4. Perform a benefit-cost analysis
While creativity is a key component of a successful marketing campaign, the reality is that businesses are always bound by resource constraints.
Here’s where the concept of Pareto analysis comes in. This is a technique that helps you to narrow down to the best possible strategies. In essence, you maximise your marketing outcomes with the minimum effort.
Think about all the potential benefits and costs associated with each proposed idea in the earlier step. Does this marketing campaign take too much manpower to implement? What are the estimated leads it can reach?
Assign a number from 0 to 10 for the total benefit and cost, and divide your benefit by your cost.

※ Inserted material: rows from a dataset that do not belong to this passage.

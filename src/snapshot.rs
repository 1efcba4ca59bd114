//! Raw `N×N` integer grid used to save and restore boards.
//!
//! Codes: `0` empty, `1` player one (human), `2` player two (automated
//! opponent). Rows are listed top to bottom, each row left to right.

use alloc::vec::Vec;

use crate::{
    board::Board,
    common::{Cell, GameError, SnapshotError},
    config::is_supported_size,
};

#[derive(Clone, Debug, PartialEq, Eq)]
#[cfg_attr(
    feature = "std",
    derive(serde::Serialize, serde::Deserialize),
    serde(transparent)
)]
pub struct Snapshot {
    rows: Vec<Vec<i64>>,
}

impl Snapshot {
    /// Wrap rows without validating them; validation happens on load.
    pub fn new(rows: Vec<Vec<i64>>) -> Self {
        Self { rows }
    }

    pub fn rows(&self) -> &[Vec<i64>] {
        &self.rows
    }

    /// Validate dimensions and cell codes and build the board.
    pub fn to_board(&self) -> Result<Board, GameError> {
        let size = self.rows.len();
        if !is_supported_size(size) {
            return Err(SnapshotError::UnsupportedSize(size).into());
        }
        let mut cells = Vec::with_capacity(size * size);
        for (y, row) in self.rows.iter().enumerate() {
            if row.len() != size {
                return Err(SnapshotError::RaggedRow {
                    row: y,
                    expected: size,
                    found: row.len(),
                }
                .into());
            }
            for (x, &value) in row.iter().enumerate() {
                let cell = u8::try_from(value)
                    .ok()
                    .and_then(Cell::from_code)
                    .ok_or(SnapshotError::InvalidCell { x, y, value })?;
                cells.push(cell);
            }
        }
        Ok(Board::from_cells(size, cells))
    }
}

impl From<&Board> for Snapshot {
    fn from(board: &Board) -> Self {
        let rows = board
            .rows()
            .map(|row| row.iter().map(|c| i64::from(c.code())).collect())
            .collect();
        Snapshot { rows }
    }
}

#[cfg(feature = "std")]
impl Snapshot {
    /// Parse a JSON array of rows, e.g. `[[0,1,0,...],...]`.
    pub fn from_json(text: &str) -> anyhow::Result<Self> {
        use anyhow::Context;
        serde_json::from_str(text).context("snapshot is not a JSON array of integer rows")
    }

    /// Pretty JSON, one row per line.
    pub fn to_json_pretty(&self) -> anyhow::Result<String> {
        let mut out = String::from("[\n");
        for (i, row) in self.rows.iter().enumerate() {
            out.push_str("  ");
            out.push_str(&serde_json::to_string(row)?);
            if i + 1 < self.rows.len() {
                out.push(',');
            }
            out.push('\n');
        }
        out.push(']');
        Ok(out)
    }
}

Here's an example of how it might look like for a small team looking to expand their consumer outreach for a dating app.
Also, here is a ready-made template you can download to use!
5. Shortlist the top few ideas
Now you have a score for each of your marketing strategies. Highlight the top few strategies with the highest scores as they have the highest benefit relative to their cost. Depending on your capacity, choose a couple to implement for now.
Coming back to the previous example of marketing a dating app — you’d realise that all digital marketing strategies rank higher than traditional marketing strategies. Therefore, it should be pretty obvious which you should prioritise at this moment.
6. Review and reflect
Once you have implemented your strategies, take a while to collate the results. Thereafter, you should have a follow-up session to review the impact of strategies, what worked, and what didn’t.
These serve as important learning points for your next round of campaigns. Shortly after the review session, you could repeat the process again from the top. This time, you could re-evaluate the ideas which were eliminated in the previous cycle.
Marketing is all about ideation, experimentation, and reflection. You’re almost never implementing the same strategies all year round as you learn and as objectives change according to circumstances. That’s what makes it exciting!
Final Tip: Maintain brand consistency across digital and traditional channels
If you have selected a mixture of both types of marketing strategies, maintain the same brand message across the platforms. Have a product listed on your pamphlet? Make sure your website displays that product as well. Ensure that consumers can find the same products no matter which touchpoint they are at.
To make transitions between channels smoother for your customers, you can cross-promote your business. If you’re hosting a face-to-face workshop, have a QR code at the end of your workshop to direct audiences to your social media.
Remember, both platforms work hand-in-hand. By focusing on the needs of your business and serving the needs of your audience, marketing will gradually seem less and less daunting!